=== Task requirements ===
Take the records below and print them verbatim up to and including the line that carries "a particular selection.".
________________________________________
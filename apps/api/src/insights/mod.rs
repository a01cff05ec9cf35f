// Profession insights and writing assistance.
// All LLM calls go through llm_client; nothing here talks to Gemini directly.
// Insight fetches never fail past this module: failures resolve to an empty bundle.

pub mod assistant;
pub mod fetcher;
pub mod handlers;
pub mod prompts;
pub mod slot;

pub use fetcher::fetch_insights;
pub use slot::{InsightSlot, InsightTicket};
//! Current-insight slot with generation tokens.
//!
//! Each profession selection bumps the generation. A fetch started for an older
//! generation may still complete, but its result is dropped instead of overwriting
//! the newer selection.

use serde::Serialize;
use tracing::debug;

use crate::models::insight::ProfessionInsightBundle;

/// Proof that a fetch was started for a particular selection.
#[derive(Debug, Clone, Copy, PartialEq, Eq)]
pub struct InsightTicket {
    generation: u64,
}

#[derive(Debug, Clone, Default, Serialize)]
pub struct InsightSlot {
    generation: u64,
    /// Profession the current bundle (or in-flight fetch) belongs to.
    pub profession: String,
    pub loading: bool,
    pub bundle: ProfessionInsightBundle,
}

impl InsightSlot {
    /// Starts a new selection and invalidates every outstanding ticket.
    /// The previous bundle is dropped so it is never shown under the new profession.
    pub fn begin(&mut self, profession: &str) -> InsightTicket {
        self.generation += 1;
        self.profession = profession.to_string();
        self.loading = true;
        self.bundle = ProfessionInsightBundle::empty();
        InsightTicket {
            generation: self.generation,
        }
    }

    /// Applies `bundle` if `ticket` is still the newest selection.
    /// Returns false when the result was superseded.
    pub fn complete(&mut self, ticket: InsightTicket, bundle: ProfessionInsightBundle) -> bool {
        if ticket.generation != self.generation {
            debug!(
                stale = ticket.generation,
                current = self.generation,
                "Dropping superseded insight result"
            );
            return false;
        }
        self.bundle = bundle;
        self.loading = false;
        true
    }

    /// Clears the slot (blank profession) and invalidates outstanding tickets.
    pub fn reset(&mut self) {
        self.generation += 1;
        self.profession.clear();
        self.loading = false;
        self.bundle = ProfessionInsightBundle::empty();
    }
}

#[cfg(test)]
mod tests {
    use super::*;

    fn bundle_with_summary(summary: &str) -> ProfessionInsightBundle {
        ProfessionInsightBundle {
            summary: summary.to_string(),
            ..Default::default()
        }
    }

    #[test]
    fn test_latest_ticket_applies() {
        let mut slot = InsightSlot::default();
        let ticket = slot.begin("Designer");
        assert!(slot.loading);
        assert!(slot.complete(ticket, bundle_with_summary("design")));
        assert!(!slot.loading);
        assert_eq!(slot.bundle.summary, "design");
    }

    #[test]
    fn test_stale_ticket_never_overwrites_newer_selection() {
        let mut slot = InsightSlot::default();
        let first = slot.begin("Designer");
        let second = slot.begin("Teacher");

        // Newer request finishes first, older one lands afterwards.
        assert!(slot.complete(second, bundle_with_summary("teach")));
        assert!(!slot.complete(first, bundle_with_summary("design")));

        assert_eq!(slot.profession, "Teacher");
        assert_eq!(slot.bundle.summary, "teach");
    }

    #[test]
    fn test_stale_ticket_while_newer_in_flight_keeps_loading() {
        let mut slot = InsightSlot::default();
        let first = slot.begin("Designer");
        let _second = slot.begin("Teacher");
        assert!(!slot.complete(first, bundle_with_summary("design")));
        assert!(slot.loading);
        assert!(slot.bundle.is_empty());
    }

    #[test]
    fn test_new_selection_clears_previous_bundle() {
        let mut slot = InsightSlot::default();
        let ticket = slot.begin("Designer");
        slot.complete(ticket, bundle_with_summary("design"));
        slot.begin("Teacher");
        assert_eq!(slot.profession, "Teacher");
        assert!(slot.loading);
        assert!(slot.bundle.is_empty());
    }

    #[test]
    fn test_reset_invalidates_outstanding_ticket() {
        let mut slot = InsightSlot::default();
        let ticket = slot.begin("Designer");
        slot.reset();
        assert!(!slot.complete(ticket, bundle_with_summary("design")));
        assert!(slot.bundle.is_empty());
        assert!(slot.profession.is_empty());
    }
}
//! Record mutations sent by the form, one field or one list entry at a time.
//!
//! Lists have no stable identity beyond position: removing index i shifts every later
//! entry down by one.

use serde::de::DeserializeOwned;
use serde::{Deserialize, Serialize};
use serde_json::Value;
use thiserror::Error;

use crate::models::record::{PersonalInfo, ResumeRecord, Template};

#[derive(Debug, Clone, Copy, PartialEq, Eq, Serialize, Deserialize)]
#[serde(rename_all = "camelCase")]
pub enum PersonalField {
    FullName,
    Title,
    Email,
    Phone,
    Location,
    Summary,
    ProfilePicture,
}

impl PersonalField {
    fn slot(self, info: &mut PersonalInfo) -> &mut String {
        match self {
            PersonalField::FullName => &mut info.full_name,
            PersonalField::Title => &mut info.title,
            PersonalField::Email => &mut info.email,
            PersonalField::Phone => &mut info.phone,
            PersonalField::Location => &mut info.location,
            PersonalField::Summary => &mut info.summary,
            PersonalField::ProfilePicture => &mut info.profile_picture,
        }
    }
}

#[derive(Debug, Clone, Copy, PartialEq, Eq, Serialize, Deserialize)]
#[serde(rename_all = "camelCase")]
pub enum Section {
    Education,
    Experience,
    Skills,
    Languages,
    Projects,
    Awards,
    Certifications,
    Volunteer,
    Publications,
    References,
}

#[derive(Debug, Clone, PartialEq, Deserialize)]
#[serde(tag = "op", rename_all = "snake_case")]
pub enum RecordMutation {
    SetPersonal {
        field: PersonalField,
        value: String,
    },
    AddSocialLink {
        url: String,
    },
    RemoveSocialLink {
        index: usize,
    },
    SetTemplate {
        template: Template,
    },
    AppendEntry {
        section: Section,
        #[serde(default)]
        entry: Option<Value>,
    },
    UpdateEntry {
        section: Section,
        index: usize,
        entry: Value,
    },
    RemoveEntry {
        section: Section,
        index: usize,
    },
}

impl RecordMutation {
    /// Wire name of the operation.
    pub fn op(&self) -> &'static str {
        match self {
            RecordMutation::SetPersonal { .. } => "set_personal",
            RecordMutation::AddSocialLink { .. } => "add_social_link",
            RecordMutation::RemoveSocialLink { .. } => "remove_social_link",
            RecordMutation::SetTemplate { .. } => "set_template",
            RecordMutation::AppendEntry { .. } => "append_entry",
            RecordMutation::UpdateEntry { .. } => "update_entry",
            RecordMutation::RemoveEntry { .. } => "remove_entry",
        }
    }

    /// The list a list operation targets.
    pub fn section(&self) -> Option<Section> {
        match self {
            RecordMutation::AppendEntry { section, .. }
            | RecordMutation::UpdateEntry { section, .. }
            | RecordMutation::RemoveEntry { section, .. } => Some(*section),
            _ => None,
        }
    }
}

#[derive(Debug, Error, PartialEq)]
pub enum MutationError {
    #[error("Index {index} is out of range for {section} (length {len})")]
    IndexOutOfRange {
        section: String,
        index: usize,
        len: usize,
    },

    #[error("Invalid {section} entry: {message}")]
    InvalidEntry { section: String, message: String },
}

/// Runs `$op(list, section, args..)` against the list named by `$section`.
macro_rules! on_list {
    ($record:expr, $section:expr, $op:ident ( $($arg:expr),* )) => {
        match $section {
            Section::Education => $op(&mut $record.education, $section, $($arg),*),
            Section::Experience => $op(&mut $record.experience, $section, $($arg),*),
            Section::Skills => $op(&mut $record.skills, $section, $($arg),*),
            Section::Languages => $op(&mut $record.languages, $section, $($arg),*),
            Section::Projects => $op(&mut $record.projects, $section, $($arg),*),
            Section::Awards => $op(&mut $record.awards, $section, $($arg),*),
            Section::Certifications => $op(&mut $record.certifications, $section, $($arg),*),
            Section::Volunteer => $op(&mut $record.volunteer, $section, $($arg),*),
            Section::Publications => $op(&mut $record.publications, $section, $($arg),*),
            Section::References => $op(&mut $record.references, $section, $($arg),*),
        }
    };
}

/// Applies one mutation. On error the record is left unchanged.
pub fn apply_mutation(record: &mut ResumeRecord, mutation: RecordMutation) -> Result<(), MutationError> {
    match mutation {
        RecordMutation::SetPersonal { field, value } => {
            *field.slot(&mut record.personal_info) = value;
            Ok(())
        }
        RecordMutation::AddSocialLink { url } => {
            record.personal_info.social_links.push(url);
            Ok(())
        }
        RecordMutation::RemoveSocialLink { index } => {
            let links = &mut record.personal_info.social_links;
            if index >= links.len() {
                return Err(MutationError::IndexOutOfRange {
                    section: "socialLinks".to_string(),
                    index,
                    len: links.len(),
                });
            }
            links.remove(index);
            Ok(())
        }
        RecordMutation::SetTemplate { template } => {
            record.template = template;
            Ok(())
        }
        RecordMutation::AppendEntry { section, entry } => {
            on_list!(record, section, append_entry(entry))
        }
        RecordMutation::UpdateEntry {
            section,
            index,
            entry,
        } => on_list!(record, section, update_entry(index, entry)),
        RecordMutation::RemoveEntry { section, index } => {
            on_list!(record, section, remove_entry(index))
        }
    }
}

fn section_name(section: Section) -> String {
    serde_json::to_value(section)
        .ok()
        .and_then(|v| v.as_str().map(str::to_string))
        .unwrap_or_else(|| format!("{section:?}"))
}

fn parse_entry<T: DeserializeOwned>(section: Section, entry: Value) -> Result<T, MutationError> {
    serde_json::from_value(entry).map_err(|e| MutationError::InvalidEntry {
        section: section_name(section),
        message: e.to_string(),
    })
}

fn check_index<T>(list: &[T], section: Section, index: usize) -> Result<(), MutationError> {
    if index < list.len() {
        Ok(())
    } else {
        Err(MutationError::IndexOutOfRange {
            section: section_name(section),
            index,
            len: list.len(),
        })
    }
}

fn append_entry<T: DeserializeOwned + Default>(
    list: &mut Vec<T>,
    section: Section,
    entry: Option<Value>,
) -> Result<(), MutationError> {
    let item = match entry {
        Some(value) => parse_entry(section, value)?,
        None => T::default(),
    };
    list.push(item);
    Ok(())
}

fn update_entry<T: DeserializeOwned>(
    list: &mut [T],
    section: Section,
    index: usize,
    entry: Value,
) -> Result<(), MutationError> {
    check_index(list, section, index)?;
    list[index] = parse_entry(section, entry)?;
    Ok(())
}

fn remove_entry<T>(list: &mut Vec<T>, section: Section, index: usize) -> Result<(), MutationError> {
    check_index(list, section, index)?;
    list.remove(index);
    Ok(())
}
________________________________________
=== Answer to the exercise ===
filename apps/api/src/insights/mod.rs
repository a01cff05ec9cf35f
// Profession insights and writing assistance.
// All LLM calls go through llm_client; nothing here talks to Gemini directly.
// Insight fetches never fail past this module: failures resolve to an empty bundle.

pub mod assistant;
pub mod fetcher;
pub mod handlers;
pub mod prompts;
pub mod slot;

pub use fetcher::fetch_insights;
pub use slot::{InsightSlot, InsightTicket};
//! Current-insight slot with generation tokens.
//!
//! Each profession selection bumps the generation. A fetch started for an older
//! generation may still complete, but its result is dropped instead of overwriting
//! the newer selection.

use serde::Serialize;
use tracing::debug;

use crate::models::insight::ProfessionInsightBundle;

/// Proof that a fetch was started for a particular selection.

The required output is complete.